Curate your Chanels the Budweiser Way!




In a former life I used to be a product manager for a range of chilled foods. Every office at the company had its own fridge for storing product samples. It was absolutely ingrained in us that you pop a chilled product back in the fridge immediately after use. And like those forensic scientists who can age a corpse on the basis of its degree of maggot infestation, I could take one look at the bowing foil lid of a non-refrigerated yoghurt pot and know the precise moment when it would blow, projecting its creamy ectoplasm in random directions.

Fast forward 25 years and I am still very conscious about the ravages of unchilled storage as it applies to perishable foods - and latterly also perfumes. From my research on Basenotes I have learnt that the Osmotheque perfume museum in Versailles curates its ordinary scents at 10 degrees C and its citrus-dominant ones at 4 degrees C. I also gathered that glass atomizers preserve a scent better than plastic. But please don't ask if a glass atomizer at ambient temperature keeps a perfume longer than a refrigerated plastic one - my research didn't grapple with such fiendish interlocking variables...

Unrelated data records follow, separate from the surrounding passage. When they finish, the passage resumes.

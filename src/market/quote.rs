//! Quote provider fallback chain
//!
//! One capability, several implementations: providers are tried in the
//! configured order and the first success wins. Only when every provider
//! fails does the caller see an aggregated failure.

use super::{with_retry, FetchError};
use crate::config::FetchConfig;
use crate::signal::Direction;
use async_trait::async_trait;
use rust_decimal::Decimal;
use std::sync::Arc;

/// Fetches the current option premium for a symbol and direction
#[async_trait]
pub trait QuoteProvider: Send + Sync {
    /// Provider name for logs and failure aggregation
    fn name(&self) -> &str;

    /// Latest per-contract premium in dollars
    async fn latest_premium(
        &self,
        symbol: &str,
        direction: Direction,
    ) -> Result<Decimal, FetchError>;
}

/// Ordered fallback chain over [`QuoteProvider`] implementations
pub struct QuoteService {
    providers: Vec<Arc<dyn QuoteProvider>>,
    fetch_policy: FetchConfig,
}

impl QuoteService {
    /// Create a chain; providers are tried first to last
    pub fn new(providers: Vec<Arc<dyn QuoteProvider>>, fetch_policy: FetchConfig) -> Self {
        Self {
            providers,
            fetch_policy,
        }
    }

    /// Fetch a premium, falling back through the chain
    pub async fn fetch_premium(
        &self,
        symbol: &str,
        direction: Direction,
    ) -> Result<Decimal, FetchError> {
        let mut failures = Vec::new();

        for provider in &self.providers {
            let result = with_retry(&self.fetch_policy, provider.name(), || {
                let provider = Arc::clone(provider);
                let symbol = symbol.to_string();
                async move { provider.latest_premium(&symbol, direction).await }
            })
            .await;

            match result {
                Ok(premium) => return Ok(premium),
                Err(e) => {
                    tracing::warn!(
                        provider = provider.name(),
                        symbol,
                        error = %e,
                        "Quote provider failed, trying next"
                    );
                    failures.push(format!("{}: {}", provider.name(), e));
                }
            }
        }

        Err(FetchError::AllProvidersFailed(failures.join("; ")))
    }
}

But on the premise that cold was better than hot, during the brief heatwave that struck the UK at the end of June I bought a second hand beer chiller on Ebay for £50. It is set to 10 degrees and the citrus fragrances will jolly well have to take their chances, for I am darned if I am going to buy a separate chiller for them. The chiller contains most of my 50 full bottles, a box of plastic atomizers, and bags and bags of minis and samples. I still have two drawers' worth of overflow FBs, glass atomizers and more samples, so in retrospect I could easily have filled a fridge twice the size. Things have got to the stage where when you open the door, a bottle that you are not reaching for teeters to the edge of a shelf and falls off, like one of those rare snack vending machines that actually "vend".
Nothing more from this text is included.